Instructions to follow: For the word "await", find each line in the entries where it occurs and copy that line.
------------------------------
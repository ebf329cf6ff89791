//! The request execution engine.
//!
//! [`Client`] turns a [`RequestSpec`] into a [`TransportRequest`], sends it,
//! and normalizes whatever comes back into a [`Response`]. Use
//! [`ClientBuilder`] to configure defaults, interceptors or a custom transport.

use crate::{
    codec,
    interceptor::RequestInterceptor,
    request::{HttpMethod, RequestSpec},
    transport::{ReqwestTransport, Transport, TransportError, TransportRequest, TransportResponse},
    Config, Error, Response, Result, StatusCategory,
};
use http::{HeaderMap, HeaderName, HeaderValue};
use serde::{de::DeserializeOwned, Serialize};
use std::future::Future;
use std::sync::Arc;
use std::time::{Duration, Instant};
use url::Url;

/// Executes requests and normalizes their responses.
///
/// The client holds no per-call state, so one instance can be cloned and used
/// from many tasks at once.
///
/// # Examples
///
/// ```no_run
/// use courier::{Client, Config, HttpMethod, RequestSpec};
/// use serde::{Deserialize, Serialize};
/// use std::time::Duration;
///
/// #[derive(Serialize)]
/// struct CreateUser {
///     name: String,
/// }
///
/// #[derive(Deserialize)]
/// struct User {
///     id: u64,
///     name: String,
/// }
///
/// # async fn example() -> Result<(), courier::Error> {
/// let client = Client::builder()
///     .config(Config::default().with_default_timeout(Duration::from_secs(10)))
///     .build()?;
///
/// // GET request
/// let user = client.get::<User>("https://api.example.com/users/1").await?;
/// if let Some(user) = user.data {
///     println!("User: {}", user.name);
/// }
///
/// // Full control over the request
/// let spec = RequestSpec::builder()
///     .url("https://api.example.com/users")
///     .method(HttpMethod::Post)
///     .json_body(&CreateUser { name: "Ann".to_string() })?
///     .timeout(Duration::from_secs(5))
///     .build();
/// let created = client.execute::<User>(spec).await?;
/// println!("Created with status {}", created.status);
/// # Ok(())
/// # }
/// ```
pub struct Client<T = ReqwestTransport> {
    inner: Arc<ClientInner<T>>,
}

struct ClientInner<T> {
    transport: T,
    config: Config,
    interceptors: Vec<Box<dyn RequestInterceptor>>,
}

impl<T> Clone for Client<T> {
    fn clone(&self) -> Self {
        Self {
            inner: Arc::clone(&self.inner),
        }
    }
}

impl Client {
    /// Creates a client with the default [`Config`] and the `reqwest` transport.
    ///
    /// # Errors
    ///
    /// Returns an error if the transport cannot be built.
    pub fn new() -> Result<Self> {
        ClientBuilder::new().build()
    }

    /// Creates a new `ClientBuilder` for configuring a client.
    pub fn builder() -> ClientBuilder {
        ClientBuilder::new()
    }
}

impl<T: Transport> Client<T> {
    /// The defaults this client was built with.
    pub fn config(&self) -> &Config {
        &self.inner.config
    }

    /// Executes a request and decodes the body into `Res`.
    ///
    /// Any status the server answers with, 4xx and 5xx included, yields
    /// `Ok(Response)`. Use [`Response::is_success`] and friends to tell them apart.
    ///
    /// # Errors
    ///
    /// - [`Error::InvalidUrl`] / [`Error::ConfigurationError`] if the request
    ///   cannot be assembled.
    /// - [`Error::Timeout`], [`Error::Connection`], [`Error::Io`] or
    ///   [`Error::Unexpected`] if no response arrived.
    /// - [`Error::Parsing`] if a 2xx body was non-empty and did not decode.
    ///   For other statuses the decode failure is kept in
    ///   [`Response::decode_error`] instead.
    pub async fn execute<Res>(&self, spec: RequestSpec) -> Result<Response<Res>>
    where
        Res: DeserializeOwned + 'static,
    {
        let (request, follow_redirects) = self.prepare(&spec)?;
        let timeout = request.timeout;
        let method = request.method.clone();
        let url = request.url.clone();

        tracing::debug!(
            method = %method,
            url = %url,
            timeout_ms = timeout.as_millis(),
            follow_redirects = follow_redirects,
            "Executing HTTP request"
        );

        let start_time = Instant::now();
        let response = self
            .inner
            .transport
            .send(request, follow_redirects)
            .await
            .map_err(|e| {
                let error = transport_failure(e, timeout, self.inner.config.connect_timeout);
                tracing::warn!(
                    error = %error,
                    method = %method,
                    url = %url,
                    "Request failed"
                );
                error
            })?;

        normalize(response, start_time.elapsed())
    }

    /// Executes a request and returns the body as text, without decoding.
    pub async fn execute_text(&self, spec: RequestSpec) -> Result<Response<String>> {
        self.execute(spec).await
    }

    /// Executes a request unless `cancel` resolves first.
    ///
    /// When the signal wins, the in-flight exchange is dropped (which aborts it
    /// at the transport) and [`Error::Cancelled`] is returned.
    ///
    /// # Examples
    ///
    /// ```no_run
    /// use courier::{Client, RequestSpec};
    /// use std::time::Duration;
    ///
    /// # async fn example() -> Result<(), courier::Error> {
    /// let client = Client::new()?;
    /// let spec = RequestSpec::builder().url("https://api.example.com/slow").build();
    ///
    /// let result = client
    ///     .execute_with_cancel::<String, _>(spec, tokio::time::sleep(Duration::from_secs(1)))
    ///     .await;
    /// if let Err(e) = result {
    ///     assert!(e.is_cancelled() || e.is_timeout());
    /// }
    /// # Ok(())
    /// # }
    /// ```
    pub async fn execute_with_cancel<Res, C>(
        &self,
        spec: RequestSpec,
        cancel: C,
    ) -> Result<Response<Res>>
    where
        Res: DeserializeOwned + 'static,
        C: Future<Output = ()>,
    {
        let url = spec.url().to_owned();

        tokio::select! {
            biased;
            _ = cancel => {
                tracing::debug!(url = %url, "Request cancelled");
                Err(Error::Cancelled)
            }
            result = self.execute(spec) => result,
        }
    }

    /// Makes a GET request to `url`.
    pub async fn get<Res>(&self, url: impl Into<String>) -> Result<Response<Res>>
    where
        Res: DeserializeOwned + 'static,
    {
        let spec = RequestSpec::builder().url(url).method(HttpMethod::Get).build();
        self.execute(spec).await
    }

    /// Makes a POST request to `url` with a JSON body.
    pub async fn post<Req, Res>(&self, url: impl Into<String>, body: &Req) -> Result<Response<Res>>
    where
        Req: Serialize + ?Sized,
        Res: DeserializeOwned + 'static,
    {
        self.send_json(HttpMethod::Post, url.into(), body).await
    }

    /// Makes a PUT request to `url` with a JSON body.
    pub async fn put<Req, Res>(&self, url: impl Into<String>, body: &Req) -> Result<Response<Res>>
    where
        Req: Serialize + ?Sized,
        Res: DeserializeOwned + 'static,
    {
        self.send_json(HttpMethod::Put, url.into(), body).await
    }

    /// Makes a PATCH request to `url` with a JSON body.
    pub async fn patch<Req, Res>(&self, url: impl Into<String>, body: &Req) -> Result<Response<Res>>
    where
        Req: Serialize + ?Sized,
        Res: DeserializeOwned + 'static,
    {
        self.send_json(HttpMethod::Patch, url.into(), body).await
    }

    /// Makes a DELETE request to `url`.
    pub async fn delete<Res>(&self, url: impl Into<String>) -> Result<Response<Res>>
    where
        Res: DeserializeOwned + 'static,
    {
        let spec = RequestSpec::builder()
            .url(url)
            .method(HttpMethod::Delete)
            .build();
        self.execute(spec).await
    }

    async fn send_json<Req, Res>(
        &self,
        method: HttpMethod,
        url: String,
        body: &Req,
    ) -> Result<Response<Res>>
    where
        Req: Serialize + ?Sized,
        Res: DeserializeOwned + 'static,
    {
        let spec = RequestSpec::builder()
            .url(url)
            .method(method)
            .json_body(body)?
            .build();
        self.execute(spec).await
    }

    /// Resolves a spec against the client defaults and runs the interceptors.
    fn prepare(&self, spec: &RequestSpec) -> Result<(TransportRequest, bool)> {
        let config = &self.inner.config;

        let mut url = Url::parse(spec.url())?;
        if !spec.query().is_empty() {
            url.query_pairs_mut().extend_pairs(spec.query());
        }

        let mut request = TransportRequest {
            method: spec.method().into(),
            url,
            headers: header_map(spec.headers())?,
            body: spec.transmitted_body(),
            timeout: config.effective_timeout(spec.timeout()),
        };

        for interceptor in &self.inner.interceptors {
            interceptor.intercept(&mut request)?;
        }

        Ok((request, config.effective_follow_redirects(spec.follow_redirects())))
    }
}

fn header_map(headers: &[(String, String)]) -> Result<HeaderMap> {
    let mut map = HeaderMap::with_capacity(headers.len());
    for (name, value) in headers {
        let name = HeaderName::try_from(name.as_str())
            .map_err(|e| Error::ConfigurationError(format!("Invalid header name: {}", e)))?;
        let value = HeaderValue::try_from(value.as_str())
            .map_err(|e| Error::ConfigurationError(format!("Invalid header value: {}", e)))?;
        map.insert(name, value);
    }
    Ok(map)
}

fn transport_failure(error: TransportError, timeout: Duration, connect_timeout: Duration) -> Error {
    match error {
        TransportError::Timeout(source) => Error::Timeout { timeout, source },
        TransportError::ConnectTimeout(source) => Error::Timeout {
            timeout: connect_timeout,
            source,
        },
        TransportError::Connect(source) => Error::Connection(source),
        TransportError::Io(source) => Error::Io(source),
        TransportError::Other(source) => Error::Unexpected(source),
    }
}

/// Decodes the body and assembles the final [`Response`].
fn normalize<Res>(response: TransportResponse, latency: Duration) -> Result<Response<Res>>
where
    Res: DeserializeOwned + 'static,
{
    let TransportResponse {
        status,
        headers,
        body,
    } = response;
    let category = StatusCategory::from_code(status);

    tracing::info!(
        status = status,
        category = %category,
        latency_ms = latency.as_millis(),
        "Received HTTP response"
    );

    match codec::decode::<Res>(&body) {
        Ok(data) => Ok(Response::new(status, body, data, None, headers, latency)),
        Err(e) if category == StatusCategory::Success => {
            tracing::error!(
                error = %e,
                raw_response = %body,
                "Failed to deserialize response"
            );

            Err(Error::Parsing {
                status,
                raw_response: body,
                source: e,
            })
        }
        Err(e) => {
            tracing::debug!(
                error = %e,
                status = status,
                "Error response body did not match the requested type"
            );
            Ok(Response::new(status, body, None, Some(e), headers, latency))
        }
    }
}

/// Builder for configuring and creating a [`Client`].
///
/// # Examples
///
/// ```no_run
/// use courier::{interceptor::BearerAuth, ClientBuilder, Config};
/// use std::time::Duration;
///
/// # fn example() -> Result<(), courier::Error> {
/// let client = ClientBuilder::new()
///     .config(
///         Config::default()
///             .with_default_timeout(Duration::from_secs(15))
///             .with_user_agent("my-app/1.0"),
///     )
///     .interceptor(BearerAuth::new("secret-token")?)
///     .build()?;
/// # Ok(())
/// # }
/// ```
pub struct ClientBuilder<T = ReqwestTransport> {
    config: Config,
    transport: Option<T>,
    interceptors: Vec<Box<dyn RequestInterceptor>>,
}

impl ClientBuilder {
    /// Creates a new `ClientBuilder` with default settings.
    pub fn new() -> Self {
        Self {
            config: Config::default(),
            transport: None,
            interceptors: Vec::new(),
        }
    }
}

impl<T: Transport> ClientBuilder<T> {
    /// Sets the client-wide defaults.
    pub fn config(mut self, config: Config) -> Self {
        self.config = config;
        self
    }

    /// Replaces the network layer.
    ///
    /// The connection settings in [`Config`] only apply to the default
    /// transport; a custom one is used as given.
    pub fn transport<U: Transport>(self, transport: U) -> ClientBuilder<U> {
        ClientBuilder {
            config: self.config,
            transport: Some(transport),
            interceptors: self.interceptors,
        }
    }

    /// Adds an interceptor. Interceptors run in the order they were added.
    pub fn interceptor(mut self, interceptor: impl RequestInterceptor + 'static) -> Self {
        self.interceptors.push(Box::new(interceptor));
        self
    }
}

impl ClientBuilder<ReqwestTransport> {
    /// Builds the configured `Client`.
    ///
    /// # Errors
    ///
    /// Returns an error if the `reqwest` transport cannot be built from the config.
    pub fn build(self) -> Result<Client> {
        let transport = match self.transport {
            Some(transport) => transport,
            None => ReqwestTransport::new(&self.config)?,
        };
        Ok(assemble(transport, self.config, self.interceptors))
    }
}

impl<T: Transport> ClientBuilder<T> {
    /// Builds a `Client` over the custom transport given to [`ClientBuilder::transport`].
    ///
    /// # Errors
    ///
    /// Returns [`Error::ConfigurationError`] if no transport was set.
    pub fn build_with_transport(self) -> Result<Client<T>> {
        let transport = self
            .transport
            .ok_or_else(|| Error::ConfigurationError("Transport is required".to_string()))?;
        Ok(assemble(transport, self.config, self.interceptors))
    }
}

fn assemble<T>(
    transport: T,
    config: Config,
    interceptors: Vec<Box<dyn RequestInterceptor>>,
) -> Client<T> {
    Client {
        inner: Arc::new(ClientInner {
            transport,
            config,
            interceptors,
        }),
    }
}

impl Default for ClientBuilder {
    fn default() -> Self {
        Self::new()
    }
}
------------------------------
The answer:
/// let user = client.get::<User>("https://api.example.com/users/1").await?;
/// let created = client.execute::<User>(spec).await?;
            .await
        self.execute(spec).await
    ///     .await;
        self.execute(spec).await
        self.send_json(HttpMethod::Post, url.into(), body).await
        self.send_json(HttpMethod::Put, url.into(), body).await
        self.send_json(HttpMethod::Patch, url.into(), body).await
        self.execute(spec).await
        self.execute(spec).await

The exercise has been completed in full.